A minimally invasive procedure that uses electrical pulses to target cancer cells may help make surgery an option for unresectable, locally advanced pancreatic cancer patients, researchers said here.

In a small trial, about a quarter of patients who had percutaneous irreversible electroporation (IRE) had their disease downstaged and were able to have surgery, Govindarajan Narayanan, MD, of the University of Miami, and colleagues reported during a press briefing at the Society of Interventional Radiology meeting here.

“This could be a new [therapeutic] option, with the potential to downstage patients to surgery,” Narayanan said.

Patients with locally advanced disease aren’t often candidates for surgery because their tumors are surrounded by pancreatic blood vessels. Chemoradiation can convert some patients to candidates for resection, but not all.

Clinicians also have tried ablative therapies, but these also run the risk of collateral damage to blood vessels, Narayanan explained.

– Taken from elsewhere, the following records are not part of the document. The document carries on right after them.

use anyhow::{Context, Result};
use clap::{Parser, Subcommand, ValueEnum};
use std::path::{Path, PathBuf};

// `#[zbus::proxy]` generates `RegistryProxy` (async) and `RegistryProxyBlocking`.
#[zbus::proxy(
    interface = "org.facematch.Registry1",
    default_service = "org.facematch.Registry1",
    default_path = "/org/facematch/Registry1"
)]
trait Registry {
    async fn register(&self, identity_id: i64, image: &[u8], metadata: &str) -> zbus::Result<String>;
    async fn register_remote(&self, identity_id: i64, uri: &str, metadata: &str) -> zbus::Result<String>;
    async fn search(&self, image: &[u8], top_k: u32) -> zbus::Result<String>;
    async fn search_remote(&self, uri: &str, top_k: u32) -> zbus::Result<String>;
    async fn compare(&self, image_a: &[u8], image_b: &[u8], threshold: f64) -> zbus::Result<String>;
    async fn extract(&self, image: &[u8]) -> zbus::Result<String>;
    async fn get_job(&self, job_id: &str) -> zbus::Result<String>;
    async fn list_identities(&self) -> zbus::Result<String>;
    async fn list_records(&self, identity_id: i64) -> zbus::Result<String>;
    async fn list_all(&self, limit: u32) -> zbus::Result<String>;
    async fn delete_record(&self, record_id: u64) -> zbus::Result<String>;
    async fn delete_identity(&self, identity_id: i64) -> zbus::Result<String>;
    async fn update_record(&self, record_id: u64, patch: &str) -> zbus::Result<String>;
    async fn clear(&self) -> zbus::Result<String>;
    async fn status(&self) -> zbus::Result<String>;
}

#[derive(Parser)]
#[command(name = "facematch", about = "Face registry CLI")]
struct Cli {
    /// Bus the daemon is registered on
    #[arg(long, value_enum, default_value_t = Bus::Session)]
    bus: Bus,
    #[command(subcommand)]
    command: Commands,
}

#[derive(Clone, Copy, ValueEnum)]
enum Bus {
    Session,
    System,
}

#[derive(Subcommand)]
enum Commands {
    /// Enroll the face closest to the registry (the sole face if only one) under an identity
    Register {
        identity_id: i64,
        image: PathBuf,
        /// Metadata as a JSON object
        #[arg(short, long, default_value = "")]
        metadata: String,
    },
    /// Queue enrollment of a remote image (scheme://bucket/key)
    RegisterRemote {
        identity_id: i64,
        uri: String,
        #[arg(short, long, default_value = "")]
        metadata: String,
    },
    /// Find the closest enrolled identities
    Search {
        image: PathBuf,
        /// Number of candidates; 0 uses the daemon default
        #[arg(short = 'k', long, default_value_t = 0)]
        top_k: u32,
    },
    /// Queue a search over a remote image
    SearchRemote {
        uri: String,
        #[arg(short = 'k', long, default_value_t = 0)]
        top_k: u32,
    },
    /// Compare the closest faces of two images
    Compare {
        image_a: PathBuf,
        image_b: PathBuf,
        /// Same-person distance threshold; 0 uses the daemon default
        #[arg(short, long, default_value_t = 0.0)]
        threshold: f64,
    },
    /// Detect every face and print its embedding
    Extract { image: PathBuf },
    /// Show an asynchronous job
    Job { id: String },
    /// List enrolled identities
    Identities,
    /// List the records of one identity
    Records { identity_id: i64 },
    /// List enrolled and query records
    All {
        #[arg(short, long, default_value_t = 0)]
        limit: u32,
    },
    /// Delete one record
    Delete { record_id: u64 },
    /// Delete every record of an identity
    DeleteIdentity { identity_id: i64 },
    /// Patch a record's identity id and/or metadata
    Update {
        record_id: u64,
        /// JSON patch, e.g. '{"identity_id": 3}'
        patch: String,
    },
    /// Remove every record
    Clear,
    /// Show daemon status
    Status,
}

fn read_image(path: &Path) -> Result<Vec<u8>> {
    std::fs::read(path).with_context(|| format!("reading {}", path.display()))
}

/// Pretty-print a JSON reply; anything else is printed as is.
fn print_reply(reply: &str) {
    match serde_json::from_str::<serde_json::Value>(reply) {
        Ok(value) => println!("{}", serde_json::to_string_pretty(&value).unwrap_or_else(|_| reply.to_string())),
        Err(_) => println!("{reply}"),
    }
}

#[tokio::main]
async fn main() -> Result<()> {
    tracing_subscriber::fmt()
        .with_env_filter(tracing_subscriber::EnvFilter::from_default_env())
        .with_writer(std::io::stderr)
        .init();

    let cli = Cli::parse();

    let conn = match cli.bus {
        Bus::Session => zbus::Connection::session().await,
        Bus::System => zbus::Connection::system().await,
    }
    .context("connecting to D-Bus")?;
    let proxy = RegistryProxy::new(&conn)
        .await
        .context("facematchd is not reachable")?;
    tracing::debug!("connected to facematchd");

    let reply = match cli.command {
        Commands::Register {
            identity_id,
            image,
            metadata,
        } => proxy.register(identity_id, &read_image(&image)?, &metadata).await?,
        Commands::RegisterRemote {
            identity_id,
            uri,
            metadata,
        } => proxy.register_remote(identity_id, &uri, &metadata).await?,
        Commands::Search { image, top_k } => proxy.search(&read_image(&image)?, top_k).await?,
        Commands::SearchRemote { uri, top_k } => proxy.search_remote(&uri, top_k).await?,
        Commands::Compare {
            image_a,
            image_b,
            threshold,
        } => {
            proxy
                .compare(&read_image(&image_a)?, &read_image(&image_b)?, threshold)
                .await?
        }
        Commands::Extract { image } => proxy.extract(&read_image(&image)?).await?,
        Commands::Job { id } => proxy.get_job(&id).await?,
        Commands::Identities => proxy.list_identities().await?,
        Commands::Records { identity_id } => proxy.list_records(identity_id).await?,
        Commands::All { limit } => proxy.list_all(limit).await?,
        Commands::Delete { record_id } => proxy.delete_record(record_id).await?,
        Commands::DeleteIdentity { identity_id } => proxy.delete_identity(identity_id).await?,
        Commands::Update { record_id, patch } => proxy.update_record(record_id, &patch).await?,
        Commands::Clear => proxy.clear().await?,
        Commands::Status => proxy.status().await?,
    };
    print_reply(&reply);

    Ok(())
}

#[cfg(test)]
mod tests {
    use super::*;

    #[test]
    fn test_cli_parses_search() {
        let cli = Cli::try_parse_from(["facematch", "search", "query.jpg", "-k", "3"]).unwrap();
        match cli.command {
            Commands::Search { image, top_k } => {
                assert_eq!(image, PathBuf::from("query.jpg"));
                assert_eq!(top_k, 3);
            }
            _ => panic!("expected search"),
        }
    }

    #[test]
    fn test_cli_defaults() {
        let cli = Cli::try_parse_from(["facematch", "register", "7", "a.png"]).unwrap();
        assert!(matches!(cli.bus, Bus::Session));
        match cli.command {
            Commands::Register { identity_id, metadata, .. } => {
                assert_eq!(identity_id, 7);
                assert!(metadata.is_empty());
            }
            _ => panic!("expected register"),
        }
    }

    #[test]
    fn test_register_help_describes_winner_selection() {
        use clap::CommandFactory;
        let cmd = Cli::command();
        let about = cmd
            .find_subcommand("register")
            .and_then(|c| c.get_about())
            .map(|a| a.to_string())
            .unwrap();
        assert!(about.contains("closest to the registry"));
        assert!(!about.contains("confident"));
    }

    #[test]
    fn test_cli_system_bus_flag() {
        let cli = Cli::try_parse_from(["facematch", "--bus", "system", "status"]).unwrap();
        assert!(matches!(cli.bus, Bus::System));
        assert!(matches!(cli.command, Commands::Status));
    }
}
impl FaceRegistry for SqliteRegistry {
    fn insert(&self, face: NewFace) -> Result<u64, RegistryError> {
        if face.embedding.is_empty() {
            return Err(RegistryError::EmptyEmbedding);
        }
        if !face.is_query && face.identity_id.is_none() {
            return Err(RegistryError::MissingIdentity);
        }

        let mut conn = self.conn()?;
        let tx = conn.transaction()?;

        match stored_dimension(&tx)? {
            Some(expected) if expected != face.embedding.len() => {
                return Err(RegistryError::DimensionMismatch {
                    expected,
                    actual: face.embedding.len(),
                });
            }
            Some(_) => {}
            None => {
                tx.execute(
                    "INSERT INTO registry_meta (key, value) VALUES ('dimension', ?1)",
                    params![face.embedding.len().to_string()],
                )?;
            }
        }

        tx.execute(
            "INSERT INTO faces (identity_id, embedding, is_query, created_at, metadata, source_uri)
             VALUES (?1, ?2, ?3, ?4, ?5, ?6)",
            params![
                face.identity_id,
                encode_embedding(&face.embedding),
                face.is_query,
                Utc::now().timestamp(),
                serde_json::to_string(&face.metadata)?,
                face.source_uri,
            ],
        )?;
        let id = tx.last_insert_rowid() as u64;
        tx.commit()?;

        if !face.is_query {
            self.pending.lock().map_err(|_| RegistryError::Poisoned)?.push(id);
        }

        tracing::debug!(record_id = id, identity_id = ?face.identity_id, is_query = face.is_query, "face inserted");
        Ok(id)
    }

    fn flush(&self) -> Result<(), RegistryError> {
        let conn = self.conn()?;
        let mut pending = self.pending.lock().map_err(|_| RegistryError::Poisoned)?;
        if pending.is_empty() {
            return Ok(());
        }

        let mut loaded = Vec::with_capacity(pending.len());
        {
            let mut stmt =
                conn.prepare("SELECT identity_id, embedding FROM faces WHERE id = ?1 AND is_query = 0")?;
            for &id in pending.iter() {
                let row = stmt
                    .query_row(params![id as i64], |row| {
                        Ok((row.get::<_, Option<i64>>(0)?, row.get::<_, Vec<u8>>(1)?))
                    })
                    .optional()?;
                if let Some((Some(identity_id), blob)) = row {
                    loaded.push(IndexedFace {
                        id,
                        identity_id,
                        embedding: decode_embedding(&blob),
                    });
                }
            }
        }

        let count = loaded.len();
        let mut index = self.index.write().map_err(|_| RegistryError::Poisoned)?;
        index.retain(|face| !pending.contains(&face.id));
        index.extend(loaded);
        pending.clear();

        tracing::debug!(loaded = count, indexed = index.len(), "registry flushed");
        Ok(())
    }

    fn search(&self, embedding: &[f32], top_k: usize) -> Result<Vec<Match>, RegistryError> {
        if top_k == 0 {
            return Ok(Vec::new());
        }
        if let Some(expected) = self.dimension()? {
            if expected != embedding.len() {
                return Err(RegistryError::DimensionMismatch {
                    expected,
                    actual: embedding.len(),
                });
            }
        }

        let index = self.index.read().map_err(|_| RegistryError::Poisoned)?;
        let mut hits: Vec<Match> = index
            .iter()
            .map(|face| Match {
                record_id: face.id,
                identity_id: face.identity_id,
                distance: matching::distance(&face.embedding, embedding),
            })
            .collect();
        hits.sort_by(matching::rank);
        hits.truncate(top_k);
        Ok(hits)
    }

    fn delete(&self, predicate: &Predicate) -> Result<Vec<u64>, RegistryError> {
        let (condition, arg) = predicate.condition();
        let mut conn = self.conn()?;
        let tx = conn.transaction()?;

        let ids: Vec<u64> = {
            let mut stmt = tx.prepare(&format!("SELECT id FROM faces WHERE {condition} ORDER BY id"))?;
            let rows = stmt.query_map(params_from_iter(arg), |row| row.get::<_, i64>(0))?;
            rows.map(|r| r.map(|id| id as u64)).collect::<Result<_, _>>()?
        };
        tx.execute(&format!("DELETE FROM faces WHERE {condition}"), params_from_iter(arg))?;
        tx.commit()?;

        self.drop_from_index(&ids)?;
        tracing::debug!(?predicate, deleted = ids.len(), "faces deleted");
        Ok(ids)
    }

    fn query(&self, predicate: &Predicate, limit: Option<usize>) -> Result<Vec<FaceRecord>, RegistryError> {
        let (condition, arg) = predicate.condition();
        let limit = limit.map_or(-1, |l| l.min(i64::MAX as usize) as i64);
        let conn = self.conn()?;
        let mut stmt = conn.prepare(&format!(
            "SELECT {RECORD_COLUMNS} FROM faces WHERE {condition} ORDER BY id LIMIT {limit}"
        ))?;
        let rows = stmt.query_map(params_from_iter(arg), read_record_row)?;

        let mut records = Vec::new();
        for row in rows {
            records.push(row??);
        }
        Ok(records)
    }

    fn update(&self, id: u64, patch: &RecordPatch) -> Result<FaceRecord, RegistryError> {
        let Ok(sql_id) = i64::try_from(id) else {
            return Err(RegistryError::NotFound(id));
        };

        let mut conn = self.conn()?;
        let tx = conn.transaction()?;

        let current = tx
            .query_row(
                &format!("SELECT {RECORD_COLUMNS} FROM faces WHERE id = ?1"),
                params![sql_id],
                read_record_row,
            )
            .optional()?
            .ok_or(RegistryError::NotFound(id))??;

        let mut updated = current.clone();
        if let Some(identity_id) = patch.identity_id {
            updated.identity_id = Some(identity_id);
        }
        if let Some(metadata) = &patch.metadata {
            for (key, value) in metadata {
                updated.metadata.insert(key.clone(), value.clone());
            }
        }

        tx.execute("DELETE FROM faces WHERE id = ?1", params![sql_id])?;
        tx.execute(
            &format!("INSERT INTO faces ({RECORD_COLUMNS}) VALUES (?1, ?2, ?3, ?4, ?5, ?6, ?7)"),
            params![
                sql_id,
                updated.identity_id,
                encode_embedding(&updated.embedding),
                updated.is_query,
                updated.created_at,
                serde_json::to_string(&updated.metadata)?,
                updated.source_uri,
            ],
        )?;
        tx.commit()?;

        // Replace the index entry directly so the update is searchable without a flush.
        self.drop_from_index(&[id])?;
        if let (false, Some(identity_id)) = (updated.is_query, updated.identity_id) {
            self.index.write().map_err(|_| RegistryError::Poisoned)?.push(IndexedFace {
                id,
                identity_id,
                embedding: updated.embedding.clone(),
            });
        }

        tracing::debug!(record_id = id, identity_id = ?updated.identity_id, "face updated");
        Ok(updated)
    }

    fn count(&self, predicate: &Predicate) -> Result<u64, RegistryError> {
        let (condition, arg) = predicate.condition();
        let conn = self.conn()?;
        let n: i64 = conn.query_row(
            &format!("SELECT COUNT(*) FROM faces WHERE {condition}"),
            params_from_iter(arg),
            |row| row.get(0),
        )?;
        Ok(n as u64)
    }

    fn dimension(&self) -> Result<Option<usize>, RegistryError> {
        let conn = self.conn()?;
        stored_dimension(&conn)
    }
}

Instead, irreversible electroporation delivers high-voltage, low-energy direct current pulses to tumor cells via CT-guided electrode needles. The bursts of energy perforate individual cells, ultimately leading to apoptosis, while sparing surrounding blood vessels.

- An estimated 44,030 Americans will be diagnosed with pancreatic cancer in the U.S., and over 37,660 will die from the disease.
- Pancreatic cancer is one of the few cancers for which survival has not improved substantially over nearly 40 years.
- Pancreatic cancer is the 4th leading cause of cancer-related death in the United States.
- Pancreatic cancer has the highest mortality rate of all major cancers. 94% of pancreatic cancer patients will die within five years of diagnosis – only 6% will survive more than five years. 74% of patients die within the first year of diagnosis.
- The average life expectancy after diagnosis with metastatic disease is just three to six months.
- Few risk factors for developing pancreatic cancer are defined. Family history of the disease, smoking, age, and diabetes are risk factors.

- Source for statistics: American Cancer Society: Cancer Facts & Figures 2011 and NCI Funded Research Portfolio

The device used in this study, the NanoKnife, is FDA-approved for use in soft tissue. Use in organs is off-label, Narayanan noted, though it has been investigated in primary and metastatic liver cancer.

For their study, Narayanan and colleagues reviewed the records of eight pancreatic cancer patients who weren’t eligible for surgery and had irreversible electroporation at their facility between December 2010 and September 2011.

The median patient age was 53, median time from diagnosis to irreversible electroporation was about nine months, and median tumor size was 8.8 cm.

All patients had had prior chemotherapy and seven had had prior radiation.

Overall, two patients became candidates for surgery, and were resected 4 and 5 months after the electrical procedure, the researchers said. Both patients had margin-negative resections and one had a pathologic complete response.